It's three days until we load up and head for New York Sheep & Wool. I'm pretty excited in a much lower-key way than usual. I think the calm is because the truck has just had some major servicing - including a new transmission - and is behaving so much better that it is giving me more chill to my movements.
The weather is supposed to be perfect - as usual - for the trip to New York. Last year we had that little spurt of snow on Sunday morning, but it didn't stick and all was well on the drive home. This time, Sunday is looking to have a high of 70 degrees! Wowza. I need to remember my sunscreen.
I am looking forward to the two-for-two kid swap. I really hope that Padric and Clancy are liked and that I like the two new goats, and that the swap is a positive experience for all of us. I'm also looking forward to probably selling one of the yearlings - either Simon or Ivan - to a lady who was considering purchasing one of them last year. She contacted me this past weekend, and all indications are promising. Yay for possible sales. Of course, to be a good seller, I need to be sure that I have everyone's registration and health papers for handover to the new owners. check.

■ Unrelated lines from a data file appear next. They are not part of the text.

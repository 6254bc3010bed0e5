//! # Events Module
//!
//! Progress reporting for front ends that want to show what a run is doing.
//!
//! ## Design
//! The core library emits events through channels, so a CLI (or anything
//! else) can subscribe and display progress while the engine runs.
//!
//! ## Example
//! ```rust,ignore
//! let (sender, receiver) = EventChannel::new();
//!
//! std::thread::spawn(move || {
//!     for event in receiver.iter() {
//!         if let Event::Engine(EngineEvent::Output { line }) = event {
//!             eprintln!("{line}");
//!         }
//!     }
//! });
//!
//! let result = pipeline.run_with_events(&request, &sender);
//! ```

mod channel;
mod types;

pub use channel::{null_sender, EventChannel, EventReceiver, EventSender};
pub use types::*;
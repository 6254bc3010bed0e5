//! # Pipeline Module
//!
//! Runs a processing stage from caller input to a single result.
//!
//! ## Phases
//! 1. **Load** - Read the experiment metadata
//! 2. **Normalize** - Derive the parameter bundle
//! 3. **Check** - Ask the stage whether to proceed, prefetch or abort
//! 4. **Process** - Let the stage do its work
//!
//! A fatal error in any phase ends the run with a failure result; later
//! phases never start.

mod executor;
mod stage;

pub use crate::core::engine::CancellationToken;
pub use executor::{Pipeline, RunRequest};
pub use stage::{Continuation, Stage, UNKNOWN_ABORT_MESSAGE};
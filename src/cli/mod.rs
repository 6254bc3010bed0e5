//! # CLI Module
//!
//! Command-line interface for the OpenDroneMap transformer.
//!
//! ## Usage
//! ```bash
//! # Process a folder of images, writing result.json into the working space
//! odm-transformer --metadata md.json --working_space /work /data/flight1
//!
//! # With engine overrides, printing the result only
//! odm-transformer --result print --metadata md.json --working_space /work \
//!     --odm_overrides odm.yaml /data/flight1 /data/gcp_list.txt
//! ```

use clap::{Args, Parser};
use console::{style, Term};
use indicatif::{ProgressBar, ProgressStyle};
use odm_transformer::core::engine::{EngineConfig, ProcessEngine};
use odm_transformer::core::odm::{OdmOptions, OdmStage};
use odm_transformer::core::pipeline::{Pipeline, RunRequest};
use odm_transformer::core::reporter::{self, RunResult, RESULT_FILE};
use odm_transformer::events::{EngineEvent, Event, EventChannel, PipelineEvent, StageEvent};
use std::path::PathBuf;
use std::process::ExitCode;
use std::thread;
use std::time::Duration;
use tracing::Level;

/// Name of the engine entry point looked for next to this executable
const DEFAULT_ENGINE: &str = "worker.py";

/// Argument the default engine expects to be started with
const DEFAULT_ENGINE_ARG: &str = "code";

/// Longest engine line shown next to the spinner
const MAX_LINE_WIDTH: usize = 100;

/// OpenDroneMap transformer - drone images in, orthomosaics out
#[derive(Parser, Debug)]
#[command(name = "odm-transformer")]
#[command(author, version, about, long_about = None)]
pub struct Cli {
    /// Enable debug logging
    #[arg(short, long)]
    debug: bool,

    /// Enable info logging
    #[arg(short, long)]
    info: bool,

    /// Where to send the result: any of all, file, print, or none
    #[arg(long, default_value = "all")]
    result: String,

    /// Experiment metadata JSON file
    #[arg(long)]
    metadata: Option<PathBuf>,

    /// Folder to build the project in
    #[arg(long = "working_space")]
    working_space: Option<PathBuf>,

    #[command(flatten)]
    odm: OdmArgs,

    /// Engine executable [default: worker.py next to this program]
    #[arg(long, env = "ODM_ENGINE")]
    engine: Option<PathBuf>,

    /// Argument passed to the engine; repeat for more
    #[arg(
        long = "engine-arg",
        value_name = "ARG",
        allow_hyphen_values = true,
        default_value = DEFAULT_ENGINE_ARG
    )]
    engine_args: Vec<String>,

    /// Stop the engine after this many seconds
    #[arg(long, value_name = "SECS")]
    timeout: Option<u64>,

    /// Files and folders to process
    #[arg(trailing_var_arg = true, allow_hyphen_values = true)]
    files: Vec<String>,
}

/// Options added by the OpenDroneMap stage
#[derive(Args, Debug)]
struct OdmArgs {
    /// Path to a YAML file of OpenDroneMap setting overrides
    #[arg(long = "odm_overrides")]
    odm_overrides: Option<PathBuf>,
}

impl From<OdmArgs> for OdmOptions {
    fn from(args: OdmArgs) -> Self {
        OdmOptions {
            overrides: args.odm_overrides,
        }
    }
}

impl Cli {
    fn log_level(&self) -> Level {
        if self.debug {
            Level::DEBUG
        } else if self.info {
            Level::INFO
        } else {
            Level::WARN
        }
    }
}

/// Run the CLI
pub fn run() -> ExitCode {
    let cli = Cli::parse();
    odm_transformer::init_tracing(cli.log_level());

    let engine = cli.engine.clone().unwrap_or_else(default_engine);
    let config = EngineConfig::new(engine)
        .args(cli.engine_args.clone())
        .timeout(cli.timeout.map(Duration::from_secs));

    let result_file = cli.working_space.as_ref().map(|w| w.join(RESULT_FILE));
    let request = RunRequest {
        metadata: cli.metadata,
        files: cli.files,
        working_space: cli.working_space,
    };
    let pipeline = Pipeline::new(OdmStage::new(cli.odm.into(), ProcessEngine::new(config)));

    // Set up event handling
    let (sender, receiver) = EventChannel::new();
    let spinner = ProgressBar::new_spinner();
    spinner.set_style(
        ProgressStyle::default_spinner()
            .template("{spinner:.green} {prefix:.bold} {wide_msg:.dim}")
            .unwrap_or_else(|_| ProgressStyle::default_spinner()),
    );
    spinner.enable_steady_tick(Duration::from_millis(120));

    let progress = spinner.clone();
    let event_thread = thread::spawn(move || {
        for event in receiver.iter() {
            match event {
                Event::Pipeline(PipelineEvent::PhaseChanged { phase }) => {
                    progress.set_prefix(phase.to_string());
                    progress.set_message("");
                }
                Event::Stage(StageEvent::ProjectReady { images, .. }) => {
                    progress.set_message(format!("linked {} images", images));
                }
                Event::Engine(EngineEvent::Output { line }) => {
                    progress.set_message(truncate(&line, MAX_LINE_WIDTH));
                }
                Event::Engine(EngineEvent::Finished { exit_code }) => {
                    progress.set_message(format!("engine exited with {}", exit_code));
                }
                Event::Pipeline(PipelineEvent::Completed { .. }) => {
                    progress.finish_and_clear();
                }
                _ => {}
            }
        }
    });

    let result = pipeline.run_with_events(&request, &sender);

    // Drop sender to signal event thread to finish
    drop(sender);
    event_thread.join().ok();
    spinner.finish_and_clear();

    let result = reporter::report(Some(&cli.result), result_file.as_deref(), result);
    print_summary(&Term::stderr(), &result);

    if result.is_failure() {
        ExitCode::FAILURE
    } else {
        ExitCode::SUCCESS
    }
}

fn default_engine() -> PathBuf {
    std::env::current_exe()
        .ok()
        .and_then(|exe| exe.parent().map(|dir| dir.join(DEFAULT_ENGINE)))
        .unwrap_or_else(|| PathBuf::from(DEFAULT_ENGINE))
}

fn print_summary(term: &Term, result: &RunResult) {
    if !term.is_term() {
        return;
    }
    let line = match result {
        RunResult::Success { files, code } if *code == 0 => format!(
            "{} OpenDroneMap finished, {} result files",
            style("✓").green().bold(),
            style(files.len()).cyan()
        ),
        RunResult::Success { files, code } => format!(
            "{} OpenDroneMap exited with code {}, {} result files",
            style("!").yellow().bold(),
            style(code).yellow(),
            style(files.len()).cyan()
        ),
        RunResult::Failure { error, code } => format!(
            "{} {} ({})",
            style("✗").red().bold(),
            error,
            style(code).dim()
        ),
    };
    term.write_line(&line).ok();
}

fn truncate(line: &str, max: usize) -> String {
    match line.char_indices().nth(max) {
        Some((idx, _)) => format!("{}…", &line[..idx]),
        None => line.to_string(),
    }
}

#[cfg(test)]
mod tests {
    use super::*;
    use clap::CommandFactory;

    #[test]
    fn cli_definition_is_valid() {
        Cli::command().debug_assert();
    }

    #[test]
    fn trailing_files_accept_flags() {
        let cli = Cli::try_parse_from([
            "odm-transformer",
            "--metadata",
            "md.json",
            "--working_space",
            "/work",
            "--odm_overrides",
            "odm.yaml",
            "a.jpg",
            "-x",
            "gcp_list.txt",
        ])
        .unwrap();

        assert_eq!(cli.files, vec!["a.jpg", "-x", "gcp_list.txt"]);
        assert_eq!(cli.odm.odm_overrides, Some(PathBuf::from("odm.yaml")));
        assert_eq!(cli.result, "all");
        assert_eq!(cli.engine_args, vec![DEFAULT_ENGINE_ARG]);
        assert_eq!(cli.log_level(), Level::WARN);
    }

    #[test]
    fn engine_args_repeat() {
        let cli = Cli::try_parse_from([
            "odm-transformer",
            "-d",
            "--engine",
            "/opt/odm/run.sh",
            "--engine-arg",
            "--fast-orthophoto",
            "--engine-arg",
            "--dsm",
            "--timeout",
            "60",
        ])
        .unwrap();

        assert_eq!(cli.engine, Some(PathBuf::from("/opt/odm/run.sh")));
        assert_eq!(cli.engine_args, vec!["--fast-orthophoto", "--dsm"]);
        assert_eq!(cli.timeout, Some(60));
        assert_eq!(cli.log_level(), Level::DEBUG);
    }

    #[test]
    fn truncate_respects_char_boundaries() {
        assert_eq!(truncate("short", 10), "short");
        assert_eq!(truncate("ééééé", 3), "ééé…");
    }
}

I'm on the fence about competing Reese in the in-and-out class. In that competition, the goats are judged as-is, then they are shorn and the fleece and goat are judged separately. This is a really neat concept, but this is also the first year that I plan to go to SAFF right after NYS&W. If I get Reese sheared at Rhinebeck, then he won't be eligible to compete at SAFF, and will also likely not sell even if I did take him to Ashville nekked.
Right now, the lineup for the trip north is: Diego, Simon, Ivan, Reese, Padric, Clancy, Hope, Corene, Misty. Everyone is looking good and healthy. The boys are going to be a little cramped in their half of the trailer, but with (possibly) three of them only making the trip one-way, I'm not so concerned about it. Coming back could be only three boys (Diego, one redhead, Reese) and five little-ish girls. Numbers!
I still need to pack, of course, confirm the contents of the goat bin (paperwork and treats) and load the truck. Both the leftovers from summer camp and a lot of the SVFF stuff just got parked in the hay barn for easy turnaround and reloading this week. I'm planning to bring my own hay and straw this year, which will save money and time when we unload. Hopefully all of the food and roughage will fit in the back of the pickup and I won't need to use the trailer hayrick. I like the option, but I don't like the idea moving the trailer's center of mass that high for an eight-hour highway trip. We shall see.